Required action — Look over the listing below and report how many of its lines contain the string "Command", with no other words.

+++ Records shown

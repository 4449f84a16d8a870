use anyhow::{Context, Result};
use serde_json::{json, Value};
use std::ffi::OsStr;
use std::fs;
use std::panic::Location;
use std::path::{Path, PathBuf};
use std::process::Command;

/// Metadata recorded next to every output.
pub struct Payload {
    pub params: Value,
    pub tag: Option<String>,
}

impl Payload {
    pub fn new(params: Value) -> Self {
        Self { params, tag: None }
    }

    pub fn with_tag(mut self, tag: Option<String>) -> Self {
        self.tag = tag;
        self
    }
}

/// Write `<artifact>.provenance.json` with the git commit, crate version,
/// callsite, params and outputs.
#[track_caller]
pub fn write_sidecar<P: AsRef<Path>>(artifact: P, payload: Payload) -> Result<PathBuf> {
    let artifact = artifact.as_ref();
    let provenance_path = provenance_path(artifact);
    if let Some(parent) = provenance_path.parent() {
        if !parent.as_os_str().is_empty() {
            fs::create_dir_all(parent)
                .with_context(|| format!("creating provenance dir {}", parent.display()))?;
        }
    }

    let callsite = Location::caller();
    let doc = json!({
        "code_rev": current_git_rev(),
        "version": hullpath::VERSION,
        "callsite": {
            "file": callsite.file(),
            "line": callsite.line()
        },
        "tag": payload.tag,
        "params": payload.params,
        "outputs": [artifact.to_string_lossy()]
    });
    fs::write(&provenance_path, serde_json::to_vec_pretty(&doc)?)
        .with_context(|| format!("writing {}", provenance_path.display()))?;
    tracing::debug!(path = %provenance_path.display(), "provenance_written");
    Ok(provenance_path)
}

fn provenance_path(artifact: &Path) -> PathBuf {
    let mut name = artifact
        .file_stem()
        .unwrap_or(OsStr::new("artifact"))
        .to_os_string();
    name.push(".provenance.json");
    artifact.with_file_name(name)
}

/// First non-empty `GIT_COMMIT` (build time, then run time), else the checkout
/// HEAD, else "unknown".
pub fn current_git_rev() -> String {
    option_env!("GIT_COMMIT")
        .map(str::to_string)
        .into_iter()
        .chain(std::env::var("GIT_COMMIT").ok())
        .find(|rev| !rev.is_empty())
        .or_else(git_head)
        .unwrap_or_else(|| "unknown".to_string())
}

fn git_head() -> Option<String> {
    let output = Command::new("git")
        .args(["rev-parse", "HEAD"])
        .output()
        .ok()?;
    if !output.status.success() {
        return None;
    }
    let rev = String::from_utf8(output.stdout).ok()?;
    Some(rev.trim().to_string()).filter(|rev| !rev.is_empty())
}
use tracing::debug;

use super::predicates::{cmp_dist, orientation, sorted_unique};
use super::types::{Coord, Hull, Orientation, Point};

/// Gift wrapping (Jarvis march), O(n·h).
///
/// Starts at the lowest of the left-most points and walks counter-clockwise.
/// From the current point `p` the next point is the candidate with no other
/// point strictly clockwise of `p→q`; among collinear candidates the farthest
/// wins, which both drops collinear boundary points and guarantees progress.
pub fn jarvis_march<T: Coord>(points: &[Point<T>]) -> Hull<T> {
    if points.len() < 3 {
        return Hull::empty();
    }
    // Sorted input puts the start point at index 0.
    let pts = sorted_unique(points);
    let n = pts.len();
    if n < 2 {
        return Hull::from_ccw(pts);
    }
    let mut hull = Vec::new();
    let mut p = 0;
    // A hull never has more than n corners.
    for _ in 0..n {
        hull.push(pts[p]);
        let mut q = if p == 0 { 1 } else { 0 };
        for r in 0..n {
            if r == p || r == q {
                continue;
            }
            match orientation(pts[p], pts[q], pts[r]) {
                Orientation::Clockwise => q = r,
                Orientation::Collinear if cmp_dist(pts[p], pts[r], pts[q]).is_gt() => q = r,
                _ => {}
            }
        }
        p = q;
        if p == 0 {
            return Hull::from_ccw(hull);
        }
    }
    debug!(n, "gift wrapping did not close within n steps");
    Hull::from_ccw(hull)
}
use super::rand::{
    draw_cloud_f64, draw_cloud_i32, draw_on_circle, CloudCfg, PointCount, ReplayToken,
};
use super::*;
use ::rand::{rngs::StdRng, Rng, SeedableRng};
use nalgebra::Vector2;
use proptest::prelude::*;

fn pts(raw: &[(i32, i32)]) -> Vec<Point<i32>> {
    raw.iter().map(|&(x, y)| Point::new(x, y)).collect()
}

fn all_hulls<T: Coord>(points: &[Point<T>]) -> Vec<Hull<T>> {
    HullAlgorithm::ALL
        .iter()
        .map(|&algorithm| convex_hull_with(points, HullCfg { algorithm }))
        .collect()
}

#[test]
fn seven_point_example_keeps_corners_only() {
    let input = pts(&[(0, 3), (2, 2), (1, 1), (2, 1), (3, 0), (0, 0), (3, 3)]);
    let expected = pts(&[(0, 0), (3, 0), (3, 3), (0, 3)]);
    for hull in all_hulls(&input) {
        assert_eq!(hull.points(), expected.as_slice());
    }
    assert_eq!(convex_hull(&input).twice_signed_area(), 18);
}

#[test]
fn fewer_than_three_points_is_empty() {
    for input in [pts(&[]), pts(&[(1, 1)]), pts(&[(1, 1), (4, 2)])] {
        for hull in all_hulls(&input) {
            assert!(hull.is_empty());
        }
    }
}

#[test]
fn identical_points_collapse_to_one() {
    let input = pts(&[(2, 5), (2, 5), (2, 5), (2, 5)]);
    for hull in all_hulls(&input) {
        assert_eq!(hull.points(), pts(&[(2, 5)]).as_slice());
        assert!(hull.contains(Point::new(2, 5)));
        assert!(!hull.contains(Point::new(2, 6)));
    }
}

#[test]
fn collinear_points_give_two_extremes() {
    // Diagonal, vertical and horizontal lines, with duplicates and shuffled order.
    let cases = [
        pts(&[(2, -2), (0, 0), (1, -1), (3, -3), (1, -1)]),
        pts(&[(0, 4), (0, 1), (0, 3), (0, 2)]),
        pts(&[(5, 0), (-1, 0), (2, 0), (5, 0)]),
    ];
    let expected = [
        pts(&[(0, 0), (3, -3)]),
        pts(&[(0, 1), (0, 4)]),
        pts(&[(-1, 0), (5, 0)]),
    ];
    for (input, want) in cases.iter().zip(expected.iter()) {
        for hull in all_hulls(input) {
            assert_eq!(hull.points(), want.as_slice());
            for p in input {
                assert!(hull.contains(*p));
            }
        }
    }
}

#[test]
fn collinear_boundary_points_are_dropped() {
    // Square with edge midpoints and a point on the first and last Graham rays.
    let input = pts(&[
        (0, 0),
        (2, 0),
        (4, 0),
        (4, 2),
        (4, 4),
        (2, 4),
        (0, 4),
        (0, 2),
        (1, 1),
    ]);
    let expected = pts(&[(0, 0), (4, 0), (4, 4), (0, 4)]);
    for hull in all_hulls(&input) {
        assert_eq!(hull.points(), expected.as_slice());
    }
}

#[test]
fn extreme_i32_coordinates_do_not_overflow() {
    let (lo, hi) = (i32::MIN, i32::MAX);
    let input: Vec<Point<i32>> = vec![
        Point::new(0, 0),
        Point::new(hi, hi),
        Point::new(lo, hi),
        Point::new(hi, lo),
        Point::new(lo, lo),
        Point::new(0, hi),
    ];
    let expected = vec![
        Point::new(lo, lo),
        Point::new(hi, lo),
        Point::new(hi, hi),
        Point::new(lo, hi),
    ];
    for hull in all_hulls(&input) {
        assert_eq!(hull.points(), expected.as_slice());
        let side = hi as i128 - lo as i128;
        assert_eq!(hull.twice_signed_area(), 2 * side * side);
    }
}

#[test]
fn extreme_i16_coordinates_do_not_overflow() {
    let (lo, hi) = (i16::MIN, i16::MAX);
    let input: Vec<Point<i16>> = vec![
        Point::new(lo, lo),
        Point::new(hi, lo),
        Point::new(hi, hi),
        Point::new(lo, hi),
        Point::new(0, 0),
        Point::new(hi, 0),
    ];
    for hull in all_hulls(&input) {
        assert_eq!(hull.points(), &input[..4]);
        let side = hi as i64 - lo as i64;
        assert_eq!(hull.twice_signed_area(), 2 * side * side);
        assert!(input.iter().all(|p| hull.contains(*p)));
    }
}

#[test]
fn f32_coordinates_widen_to_f64() {
    let seven: Vec<Point<f32>> = [(0.0, 3.0), (2.0, 2.0), (1.0, 1.0), (2.0, 1.0), (3.0, 0.0)]
        .into_iter()
        .chain([(0.0, 0.0), (3.0, 3.0)])
        .map(Point::from)
        .collect();
    for hull in all_hulls(&seven) {
        assert_eq!(hull.len(), 4);
        assert_eq!(hull.area(), 9.0);
    }

    let m = f32::MAX;
    let corners = vec![
        Point::new(-m, -m),
        Point::new(m, -m),
        Point::new(m, m),
        Point::new(-m, m),
    ];
    let mut input = seven.clone();
    input.extend(corners.iter().rev());
    for hull in all_hulls(&input) {
        assert_eq!(hull.points(), corners.as_slice());
        assert!(input.iter().all(|p| hull.contains(*p)));
        // 4·m² is exact in f64.
        assert_eq!(hull.area(), 4.0 * f64::from(m) * f64::from(m));
    }
}

#[test]
fn huge_float_coordinates_keep_a_convex_hull() {
    for c in [1e200, f64::MAX] {
        let corners = vec![
            Point::new(-c, -c),
            Point::new(c, -c),
            Point::new(c, c),
            Point::new(-c, c),
        ];
        let mut input = corners.clone();
        input.extend([Point::new(0.0, 0.0), Point::new(c / 4.0, 0.0), Point::new(0.0, -c)]);
        for hull in all_hulls(&input) {
            assert_eq!(hull.points(), corners.as_slice(), "extent {c:e}");
            for p in &input {
                assert!(hull.contains(*p), "{p:?} outside at extent {c:e}");
            }
        }
    }
}

#[test]
fn near_collinear_float_clouds_stay_well_formed() {
    let mut rng = StdRng::seed_from_u64(165);
    for draw in 0..1000 {
        let n = rng.gen_range(3..=200);
        let slope: f64 = rng.gen_range(-4.0..4.0);
        let noise = if draw % 2 == 0 { 1e-12 } else { 0.0 };
        let input: Vec<Point<f64>> = (0..n)
            .map(|_| {
                let t: f64 = rng.gen_range(-1e3..1e3);
                Point::new(t, slope * t + rng.gen_range(-1.0..=1.0) * noise)
            })
            .collect();
        let lex_min = input.iter().min_by(|a, b| a.lex_cmp(b)).copied();
        let lex_max = input.iter().max_by(|a, b| a.lex_cmp(b)).copied();
        for hull in all_hulls(&input) {
            let h = hull.points();
            assert!(!h.is_empty() && h.len() <= n, "draw {draw}");
            assert!(h.iter().all(|p| input.contains(p)), "draw {draw}");
            assert!(h.iter().all(|p| h[0].lex_cmp(p).is_le()), "draw {draw}");
        }
        let mono = monotone_chain(&input);
        assert_eq!(mono.points().first().copied(), lex_min);
        assert!(lex_max.is_some_and(|p| mono.points().contains(&p)));
    }
}

#[test]
fn float_hull_area_and_signed_zero() {
    let input = vec![
        Point::new(-0.0, 0.0),
        Point::new(0.0, 0.0),
        Point::new(1.0, 0.0),
        Point::new(1.0, 1.0),
        Point::new(0.0, 1.0),
        Point::new(0.25, 0.75),
    ];
    for hull in all_hulls(&input) {
        assert_eq!(hull.len(), 4);
        assert!((hull.area() - 1.0).abs() < 1e-12);
    }
}

#[test]
fn non_finite_points_are_ignored() {
    let input = vec![
        Point::new(0.0, 0.0),
        Point::new(f64::NAN, 1.0),
        Point::new(2.0, 0.0),
        Point::new(f64::INFINITY, 0.0),
        Point::new(0.0, 2.0),
    ];
    for hull in all_hulls(&input) {
        assert_eq!(hull.len(), 3);
        assert!(hull.points().iter().all(Point::is_finite));
    }
}

#[test]
fn hull_points_convert_to_vectors() {
    let input: Vec<Point<f64>> = [
        Vector2::new(0.0, 0.0),
        Vector2::new(2.0, 0.0),
        Vector2::new(0.0, 2.0),
    ]
    .into_iter()
    .map(Point::from)
    .collect();
    let hull = convex_hull(&input);
    let verts: Vec<Vector2<f64>> = hull.points().iter().map(|&p| p.into()).collect();
    assert_eq!(verts[1], Vector2::new(2.0, 0.0));
    let e1 = verts[1] - verts[0];
    let e2 = verts[2] - verts[0];
    assert!((e1.x * e2.y - e1.y * e2.x - 2.0 * hull.area()).abs() < 1e-12);
}

#[test]
fn orientation_sign_convention() {
    let o = Point::new(0i32, 0);
    assert_eq!(orientation(o, Point::new(1, 0), Point::new(0, 1)), Orientation::CounterClockwise);
    assert_eq!(orientation(o, Point::new(0, 1), Point::new(1, 0)), Orientation::Clockwise);
    assert_eq!(orientation(o, Point::new(1, 1), Point::new(3, 3)), Orientation::Collinear);
    assert_eq!(cross(o, Point::new(1, 0), Point::new(0, 1)), 1);
    assert_eq!(dist2(o, Point::new(3, 4)), 25);
}

#[test]
fn points_on_circle_are_all_corners() {
    for (n, index) in [(3usize, 0u64), (50, 1), (400, 2)] {
        let input = draw_on_circle(n, 10.0, ReplayToken { seed: 9, index });
        let mono = monotone_chain(&input);
        assert_eq!(mono.len(), n);
        assert_eq!(jarvis_march(&input), mono);
        assert_eq!(graham_scan(&input), mono);
    }
}

#[test]
fn seeded_grid_clouds_agree() {
    let cfg = CloudCfg {
        count: PointCount::Uniform { min: 3, max: 120 },
        half_extent: 6.0,
    };
    for index in 0..64 {
        let input = draw_cloud_i32(cfg, ReplayToken { seed: 2024, index });
        let hulls = all_hulls(&input);
        assert_eq!(hulls[0], hulls[1], "jarvis disagrees on draw {index}");
        assert_eq!(hulls[0], hulls[2], "graham disagrees on draw {index}");
    }
}

fn arb_points() -> impl Strategy<Value = Vec<Point<i32>>> {
    prop::collection::vec((-40i32..=40, -40i32..=40).prop_map(|(x, y)| Point::new(x, y)), 0..48)
}

fn arb_cloud() -> impl Strategy<Value = Vec<Point<f64>>> {
    (any::<u64>(), 0u64..1024, 3usize..=96, prop_oneof![Just(1.0), Just(1e3), Just(1e150)])
        .prop_map(|(seed, index, n, half_extent)| {
            let cfg = CloudCfg {
                count: PointCount::Fixed(n),
                half_extent,
            };
            draw_cloud_f64(cfg, ReplayToken { seed, index })
        })
}

proptest! {
    #[test]
    fn float_clouds_agree_and_contain_input(points in arb_cloud()) {
        let hulls = all_hulls(&points);
        prop_assert_eq!(&hulls[0], &hulls[1]);
        prop_assert_eq!(&hulls[0], &hulls[2]);
        let h = hulls[0].points();
        for p in &points {
            prop_assert!(hulls[0].contains(*p), "{:?} outside {:?}", p, h);
        }
        if h.len() >= 3 {
            for k in 0..h.len() {
                prop_assert!(cross(h[k], h[(k + 1) % h.len()], h[(k + 2) % h.len()]) > 0.0);
            }
        }
    }

    #[test]
    fn every_input_point_is_inside_or_on(points in arb_points()) {
        let hull = convex_hull(&points);
        if points.len() >= 3 {
            for p in &points {
                prop_assert!(hull.contains(*p), "{:?} outside {:?}", p, hull.points());
            }
        } else {
            prop_assert!(hull.is_empty());
        }
    }

    #[test]
    fn hull_is_strictly_convex_subsequence(points in arb_points()) {
        let hull = convex_hull(&points);
        let h = hull.points();
        for p in h {
            prop_assert!(points.contains(p));
        }
        if h.len() >= 3 {
            for k in 0..h.len() {
                let turn = cross(h[k], h[(k + 1) % h.len()], h[(k + 2) % h.len()]);
                prop_assert!(turn > 0);
            }
        }
    }

    #[test]
    fn strategies_agree(points in arb_points()) {
        let hulls = all_hulls(&points);
        prop_assert_eq!(&hulls[0], &hulls[1]);
        prop_assert_eq!(&hulls[0], &hulls[2]);
    }

    #[test]
    fn hull_is_idempotent(points in arb_points()) {
        for algorithm in HullAlgorithm::ALL {
            let cfg = HullCfg { algorithm };
            let once = convex_hull_with(&points, cfg);
            prop_assert_eq!(&once, &convex_hull_with(&points, cfg));
            if once.len() >= 3 {
                prop_assert_eq!(&once, &convex_hull_with(once.points(), cfg));
            }
        }
    }

    #[test]
    fn input_order_does_not_matter(mut points in arb_points()) {
        let before = convex_hull(&points);
        points.reverse();
        prop_assert_eq!(before, jarvis_march(&points));
    }
}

++++++

Written answer — 2